Saved data entries
'''
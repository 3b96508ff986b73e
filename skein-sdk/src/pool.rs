//! One live connection per logical network.
//!
//! A reconnect replaces the [`NetworkConnection`] for a network with a new
//! instance (new generation, new event hub) rather than mutating the old one.
//! Listeners therefore watch [`ConnectionPool::on_connection_created`] and
//! re-attach to each new instance.

use std::collections::BTreeSet;
use std::sync::Arc;
use std::sync::atomic::{AtomicU64, Ordering};

use dashmap::DashMap;
use parking_lot::{Mutex, RwLock};

use crate::client::ClientHandle;
use crate::event::Event;
use crate::hub::{Hub, Subscription};
use crate::target::{NetworkId, fold};

#[derive(Debug, Clone, Copy, PartialEq, Eq)]
pub enum ConnectionState {
    Disconnected,
    Connecting,
    Registered,
}

/// A network's transport handle plus its decoded event stream.
pub struct NetworkConnection {
    id: NetworkId,
    generation: u64,
    handle: ClientHandle,
    state: Mutex<ConnectionState>,
    nick: Mutex<String>,
    /// Channels we are in, by folded name; rejoined after a reconnect.
    channels: Mutex<BTreeSet<String>>,
    events: Hub<Event>,
}

impl NetworkConnection {
    pub fn id(&self) -> &NetworkId {
        &self.id
    }

    /// Distinguishes successive connections of the same network.
    pub fn generation(&self) -> u64 {
        self.generation
    }

    pub fn handle(&self) -> &ClientHandle {
        &self.handle
    }

    pub fn state(&self) -> ConnectionState {
        *self.state.lock()
    }

    pub fn nick(&self) -> String {
        self.nick.lock().clone()
    }

    pub fn channels(&self) -> Vec<String> {
        self.channels.lock().iter().cloned().collect()
    }

    /// Attach to this instance's event stream.
    pub fn subscribe<F>(&self, cb: F) -> Subscription
    where
        F: Fn(&Event) + Send + Sync + 'static,
    {
        self.events.subscribe(cb)
    }

    pub fn listener_count(&self) -> usize {
        self.events.subscriber_count()
    }

    /// Update connection state from `event`, then fan it out. Called by the
    /// supervisor in arrival order.
    pub fn dispatch(&self, event: &Event) {
        match event {
            Event::Connected => *self.state.lock() = ConnectionState::Connecting,
            Event::Registered { nick } => {
                *self.state.lock() = ConnectionState::Registered;
                *self.nick.lock() = nick.clone();
            }
            Event::NickChanged { old_nick, new_nick } => {
                let mut nick = self.nick.lock();
                if nick.eq_ignore_ascii_case(old_nick) {
                    *nick = new_nick.clone();
                }
            }
            Event::Joined { channel, nick } if self.is_self(nick) => {
                self.channels.lock().insert(fold(channel));
            }
            Event::Parted { channel, nick, .. } if self.is_self(nick) => {
                self.channels.lock().remove(&fold(channel));
            }
            Event::Kicked { channel, nick, .. } if self.is_self(nick) => {
                self.channels.lock().remove(&fold(channel));
            }
            Event::Disconnected { .. } => *self.state.lock() = ConnectionState::Disconnected,
            _ => {}
        }
        self.events.publish(event);
    }

    fn is_self(&self, nick: &str) -> bool {
        self.nick.lock().eq_ignore_ascii_case(nick)
    }
}

struct PoolInner {
    connections: DashMap<NetworkId, Arc<NetworkConnection>>,
    active: RwLock<Option<NetworkId>>,
    created: Hub<Arc<NetworkConnection>>,
    generation: AtomicU64,
}

#[derive(Clone)]
pub struct ConnectionPool {
    inner: Arc<PoolInner>,
}

impl Default for ConnectionPool {
    fn default() -> Self {
        Self::new()
    }
}

impl ConnectionPool {
    pub fn new() -> Self {
        Self {
            inner: Arc::new(PoolInner {
                connections: DashMap::new(),
                active: RwLock::new(None),
                created: Hub::new(),
                generation: AtomicU64::new(0),
            }),
        }
    }

    /// Every managed connection, ordered by network id.
    pub fn get_all_connections(&self) -> Vec<Arc<NetworkConnection>> {
        let mut all: Vec<_> = self
            .inner
            .connections
            .iter()
            .map(|e| Arc::clone(e.value()))
            .collect();
        all.sort_by(|a, b| a.id.cmp(&b.id));
        all
    }

    pub fn get_active_network_id(&self) -> Option<NetworkId> {
        self.inner.active.read().clone()
    }

    /// Written only by the reconnect coordinator.
    pub(crate) fn set_active(&self, network: Option<NetworkId>) {
        *self.inner.active.write() = network;
    }

    pub fn get_connection(&self, id: &NetworkId) -> Option<Arc<NetworkConnection>> {
        self.inner.connections.get(id).map(|e| Arc::clone(e.value()))
    }

    /// Install a new connection instance for `id`, replacing any previous
    /// one, and announce it. `nick` is the nick we will register with.
    pub fn insert(&self, id: NetworkId, handle: ClientHandle, nick: &str) -> Arc<NetworkConnection> {
        let generation = self.inner.generation.fetch_add(1, Ordering::SeqCst) + 1;
        let conn = Arc::new(NetworkConnection {
            id: id.clone(),
            generation,
            handle,
            state: Mutex::new(ConnectionState::Connecting),
            nick: Mutex::new(nick.to_string()),
            channels: Mutex::new(BTreeSet::new()),
            events: Hub::new(),
        });
        if let Some(old) = self.inner.connections.insert(id, Arc::clone(&conn)) {
            tracing::debug!(
                network = %conn.id,
                old = old.generation,
                new = generation,
                "Replacing connection"
            );
        }
        self.inner.created.publish(&conn);
        conn
    }

    /// Drop the connection for `id` (permanent disconnect). The active
    /// pointer is left to the coordinator.
    pub fn remove(&self, id: &NetworkId) -> Option<Arc<NetworkConnection>> {
        self.inner.connections.remove(id).map(|(_, c)| c)
    }

    /// Re-reads every connection; nothing is cached across reconnects.
    pub fn any_connected(&self) -> bool {
        self.inner
            .connections
            .iter()
            .any(|e| e.value().state() == ConnectionState::Registered)
    }

    pub fn on_connection_created<F>(&self, cb: F) -> Subscription
    where
        F: Fn(&Arc<NetworkConnection>) + Send + Sync + 'static,
    {
        self.inner.created.subscribe(cb)
    }
}

#[cfg(test)]
mod tests {
    use super::*;
    use crate::client::{ConnectConfig, connect_with_io};
    use crate::flow::FlowConfig;
    use crate::lag::LagConfig;
    use std::sync::atomic::AtomicUsize;

    fn handle() -> (ClientHandle, tokio::io::DuplexStream) {
        let (client, server) = tokio::io::duplex(4096);
        let (handle, _events) = connect_with_io(
            client,
            ConnectConfig::default(),
            FlowConfig::default(),
            LagConfig::default(),
        );
        (handle, server)
    }

    #[tokio::test]
    async fn insert_replaces_and_announces() {
        let pool = ConnectionPool::new();
        let seen = Arc::new(Mutex::new(Vec::new()));
        let s = seen.clone();
        let _sub = pool.on_connection_created(move |c| s.lock().push(c.generation()));

        let net = NetworkId::from("libera");
        let (h1, _s1) = handle();
        let (h2, _s2) = handle();
        let first = pool.insert(net.clone(), h1, "skein");
        let second = pool.insert(net.clone(), h2, "skein");

        assert!(second.generation() > first.generation());
        assert_eq!(seen.lock().clone(), vec![first.generation(), second.generation()]);
        let current = pool.get_connection(&net).unwrap();
        assert_eq!(current.generation(), second.generation());
        assert_eq!(pool.get_all_connections().len(), 1);
    }

    #[tokio::test]
    async fn dispatch_tracks_state_nick_and_channels() {
        let pool = ConnectionPool::new();
        let (h, _server) = handle();
        let conn = pool.insert(NetworkId::from("libera"), h, "skein");
        let count = Arc::new(AtomicUsize::new(0));
        let c = count.clone();
        let _sub = conn.subscribe(move |_| {
            c.fetch_add(1, Ordering::SeqCst);
        });

        assert!(!pool.any_connected());
        conn.dispatch(&Event::Registered { nick: "skein_".into() });
        assert!(pool.any_connected());
        assert_eq!(conn.nick(), "skein_");

        conn.dispatch(&Event::Joined { channel: "#Rust".into(), nick: "skein_".into() });
        conn.dispatch(&Event::Joined { channel: "#tokio".into(), nick: "skein_".into() });
        conn.dispatch(&Event::Joined { channel: "#other".into(), nick: "bob".into() });
        assert_eq!(conn.channels(), vec!["#rust", "#tokio"]);

        conn.dispatch(&Event::NickChanged { old_nick: "skein_".into(), new_nick: "skein".into() });
        conn.dispatch(&Event::Kicked {
            channel: "#tokio".into(),
            nick: "skein".into(),
            by: "op".into(),
            reason: "bye".into(),
        });
        assert_eq!(conn.channels(), vec!["#rust"]);

        conn.dispatch(&Event::Disconnected { reason: "EOF".into() });
        assert_eq!(conn.state(), ConnectionState::Disconnected);
        assert!(!pool.any_connected());
        assert_eq!(count.load(Ordering::SeqCst), 7);
    }

    #[tokio::test]
    async fn remove_leaves_active_pointer_alone() {
        let pool = ConnectionPool::new();
        let net = NetworkId::from("libera");
        let (h, _server) = handle();
        pool.insert(net.clone(), h, "skein");
        pool.set_active(Some(net.clone()));
        assert!(pool.remove(&net).is_some());
        assert!(pool.get_connection(&net).is_none());
        assert_eq!(pool.get_active_network_id(), Some(net));
    }
}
'''
Exercise objective:
Every line above that holds the string "static" should be copied out.

Expected answer:
        F: Fn(&Event) + Send + Sync + 'static,
        F: Fn(&Arc<NetworkConnection>) + Send + Sync + 'static,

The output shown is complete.